Tear off a large sheet of parchment paper and place the fish near one of the edges, leaving several inches of parchment between the fish and the edge, which will eventually get folded up under the fish. Season the fish with salt and pepper. (The first time I made this, I seasoned both sides and it was a little too salty. Rookie mistake.) We used Dover sole fillets the first time, but have since made this dish with thawed tilapia fillets that we almost always have on hand. Pretty much any thin, boneless fish fillet will work (the original recipe recommends snapper or cod.)
Drizzle each fish fillet with about a tablespoon of olive oil and a tablespoon of lemon juice. Place a couple of fresh herb sprigs on the fish (we used thyme and oregano this time) and add few large green olives (the original recipe suggests Ceregnola; we used Castelvetrano — a rich, buttery olive) beside the fillet. There are many variations you could use to flavor this fish: fresh parsley, basil, dill or other herbs and/or combinations of herbs; white wine instead of lemon juice; or thinly sliced shallots, garlic or onions, just to name a few. The key components to the dish are the fish, parchment paper and olive oil.
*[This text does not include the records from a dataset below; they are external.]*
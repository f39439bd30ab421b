//! Load and validate runtime configuration.

use anyhow::{bail, Context};
use serde::Deserialize;
use std::path::{Path, PathBuf};
use std::{env, fs};
use tracing::warn;

use crate::utils::bare_ext;

pub const DEFAULT_EXTENSIONS: &[&str] = &[".cu", ".cuh", ".cpp", ".h", ".hpp", ".hxx"];

#[derive(Debug, Deserialize, Clone, PartialEq)]
#[serde(default)]
pub struct FimCfg {
    pub enabled: bool,
    pub min_chars: usize,        // no split below this length
    pub max_middle_chars: usize, // middle span cap
    pub seed: Option<u64>,       // fixed seed for reproducible splits
}

impl Default for FimCfg {
    fn default() -> Self {
        Self {
            enabled: true,
            min_chars: 50,
            max_middle_chars: 200,
            seed: None,
        }
    }
}

#[derive(Debug, Deserialize, Clone, PartialEq)]
#[serde(default)]
pub struct AppConfig {
    pub input_dir: PathBuf,
    pub output_dir: PathBuf,
    /// Aggregate JSON; relative paths resolve under `output_dir`.
    pub dataset_file: PathBuf,
    pub extensions: Vec<String>,
    pub jobs: usize,
    pub fim: FimCfg,
}

impl Default for AppConfig {
    fn default() -> Self {
        Self {
            input_dir: PathBuf::from("dataset"),
            output_dir: PathBuf::from("preprocessed"),
            dataset_file: PathBuf::from("cuda_dataset.json"),
            extensions: DEFAULT_EXTENSIONS.iter().map(|s| s.to_string()).collect(),
            jobs: 1,
            fim: FimCfg::default(),
        }
    }
}

impl AppConfig {
    /// Read `path` if it exists (defaults otherwise), then apply environment overrides.
    pub fn load(path: impl AsRef<Path>) -> anyhow::Result<Self> {
        let path = path.as_ref();
        let mut cfg = if path.exists() {
            let s = fs::read_to_string(path)
                .with_context(|| format!("read config {}", path.display()))?;
            Self::from_yaml(&s).with_context(|| format!("parse config {}", path.display()))?
        } else {
            warn!("Config {} not found, using defaults", path.display());
            Self::default()
        };
        cfg.apply_overrides(|k| env::var(k).ok())?;
        cfg.validate()?;
        Ok(cfg)
    }

    pub fn from_yaml(s: &str) -> anyhow::Result<Self> {
        // An empty document deserializes to unit, not a map
        if s.trim().is_empty() {
            return Ok(Self::default());
        }
        Ok(serde_yaml::from_str(s)?)
    }

    /// `FIM_PREP_*` variables win over the file.
    pub fn apply_overrides<F>(&mut self, lookup: F) -> anyhow::Result<()>
    where
        F: Fn(&str) -> Option<String>,
    {
        if let Some(v) = lookup("FIM_PREP_INPUT_DIR") {
            self.input_dir = PathBuf::from(v);
        }
        if let Some(v) = lookup("FIM_PREP_OUTPUT_DIR") {
            self.output_dir = PathBuf::from(v);
        }
        if let Some(v) = lookup("FIM_PREP_SEED") {
            let seed = v
                .trim()
                .parse()
                .with_context(|| format!("FIM_PREP_SEED is not a u64: {v:?}"))?;
            self.fim.seed = Some(seed);
        }
        if let Some(v) = lookup("FIM_PREP_JOBS") {
            self.jobs = v
                .trim()
                .parse()
                .with_context(|| format!("FIM_PREP_JOBS is not a number: {v:?}"))?;
        }
        Ok(())
    }

    pub fn validate(&self) -> anyhow::Result<()> {
        if self.extensions.iter().all(|e| bare_ext(e).is_empty()) {
            bail!("extensions must list at least one file extension");
        }
        if self.fim.min_chars == 0 {
            bail!("fim.min_chars must be > 0");
        }
        if self.fim.max_middle_chars == 0 {
            bail!("fim.max_middle_chars must be > 0");
        }
        Ok(())
    }

    pub fn dataset_path(&self) -> PathBuf {
        self.output_dir.join(&self.dataset_file)
    }

    /// Worker count; 0 means 1.
    pub fn effective_jobs(&self) -> usize {
        self.jobs.max(1)
    }

    /// Bare extensions (no leading dot), empty entries dropped.
    pub fn bare_extensions(&self) -> Vec<String> {
        self.extensions
            .iter()
            .map(|e| bare_ext(e).to_string())
            .filter(|e| !e.is_empty())
            .collect()
    }
}
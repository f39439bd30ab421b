//! Core domain types for source files, dataset records and FIM splits.

use serde::{Deserialize, Serialize};
use std::path::PathBuf;

/// One input file found under the input root.
#[derive(Debug, Clone, PartialEq, Eq)]
pub struct SourceFile {
    pub path: PathBuf,
    /// Path relative to the input root; mirrored under the output root as-is.
    pub rel: PathBuf,
    /// `rel` as stored in the dataset: `/`-separated, lossy for non-UTF-8 names.
    pub rel_path: String,
}

/// Fill-in-the-middle view of a cleaned file.
#[derive(Debug, Clone, Serialize, Deserialize, PartialEq, Eq)]
pub struct FimSplit {
    pub prefix: String,
    pub middle: String,
    pub suffix: String,
    pub fim_text: String, // "<fim_prefix>{prefix}<fim_suffix>{suffix}<fim_middle>{middle}"
}

#[derive(Debug, Clone, Serialize, Deserialize, PartialEq, Eq)]
pub struct DatasetRecord {
    pub file_path: String,
    pub cleaned_code: String,
    /// Flattened into the record; absent (not `null`) when `None`.
    #[serde(flatten)]
    pub fim: Option<FimSplit>,
}

/// What happened to a single file that was processed without error.
#[derive(Debug, Clone, PartialEq)]
pub enum FileOutcome {
    /// Cleaned copy written to the given path; record goes to the dataset.
    Written(DatasetRecord, PathBuf),
    /// Nothing left after cleaning.
    Empty,
}

#[derive(Debug, Clone, Copy, Default, PartialEq, Eq)]
pub struct RunSummary {
    pub discovered: usize,
    pub written: usize,
    pub empty: usize,
    pub failed: usize,
    pub records: usize,
}
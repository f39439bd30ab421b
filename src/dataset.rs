//! Aggregate dataset file: every record of a run, written once at the end.

use anyhow::Context;
use std::{fs, path::Path};
use tracing::info;

use crate::types::DatasetRecord;

/// Write `records` as pretty-printed JSON. Nothing is written for an empty run.
/// Returns whether the file was written.
pub fn save_dataset(path: &Path, records: &[DatasetRecord]) -> anyhow::Result<bool> {
    if records.is_empty() {
        info!("No data to save to JSON");
        return Ok(false);
    }
    if let Some(parent) = path.parent() {
        fs::create_dir_all(parent)
            .with_context(|| format!("create dataset directory {}", parent.display()))?;
    }
    let s = serde_json::to_string_pretty(records)?;
    fs::write(path, s).with_context(|| format!("write dataset {}", path.display()))?;
    info!("Saved {} entries to {}", records.len(), path.display());
    Ok(true)
}

/// Read a dataset file back, e.g. to inspect or merge the output of earlier runs.
pub fn load_dataset(path: &Path) -> anyhow::Result<Vec<DatasetRecord>> {
    let s = fs::read_to_string(path).with_context(|| format!("read dataset {}", path.display()))?;
    Ok(serde_json::from_str(&s)?)
}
Although, come to think of it, you could also mix things up by using flavor-infused olive oil (we’re thinking garlic olive oil) instead of the basic extra virgin variety.
The original recipe calls for creating an egg wash with 1 egg and a tablespoon of water beaten together, then brushing it along the sides of the parchment paper to help seal the package. We added the water to the egg the first time we made this fish, but thought the egg was was a little too watery. So now we omit the water and just use a beaten egg.
Brush the egg along all the outer edges of the parchment.
Fold the parchment over so that the edges meet and press them together.
Then carefully fold the excess parchment under the fish on all 4 sides. For me, this is the most stressful part of the process (aside from fretting about whether the fish would get cooked through, before we learned that 13 minutes does the trick in our oven.) I always expect the olive oil and lemon juice to spill out the edges, but so far, that’s never happened. I do usually manage to get egg wash all over the cutting board and counters, but that’s easy to clean up.
Place the parchment packets on a cookie sheet (2 packets should fit side-by-side on 1 cookie sheet) and bake in the oven preheated to 400 degrees until the fish is cooked through — about 12-15 minutes (depending on the actual heat of your oven and the thickness of the fish.) Determining whether the fish is done can be a bit tricky with this cooking technique, since cutting into the parchment to check the fish too soon would un-do the little steam pocket going on inside the parchment. But the 12-15 minute window seems to be a good time-frame for not letting the fish turn out under-done (still clear and soft at the thickest part) or over-done (dried out and rubbery). You can always put under-done fish back in the oven if necessary. Unfortunately, there’s not much you can do if it’s over-done, other than learn that you’ll need to cook it 1-2 minutes less next time.
Serve the fish in the parchment on a plate, cutting a small hole in the middle of the paper.
Then gently tear open the parchment and voilí ! — fish baked and served in its own flavorful, buttery herb sauce.
Maybe try adding some veggies to cook in the parchment with the fish. We experimented with placing a layer of thinly sliced zucchini and okra, chopped cherry tomatoes, chopped fresh basil and thinly sliced shallot rings on the parchment, then topped the veggies with tilapia fillets seasoned with salt & pepper, drizzled with olive oil and white wine, and topped with more shallots. Then we followed the technique by sealing the edges of the parchment with egg, folding the ends under to make a package, placing the packages on a cookie sheet, and baking them for 13 minutes in the oven at 400 degrees.
The resulting meal-in-parchment turned out great. We might not do the okra again, since it was slightly over-done (or maybe we would cut it on the bias in bigger pieces), but the zucchini and tomatoes were done to our liking (if a little bland) and the fish was cooked through perfectly. We love how this technique takes the guesswork out of baking fish and look forward to trying even more flavor variations.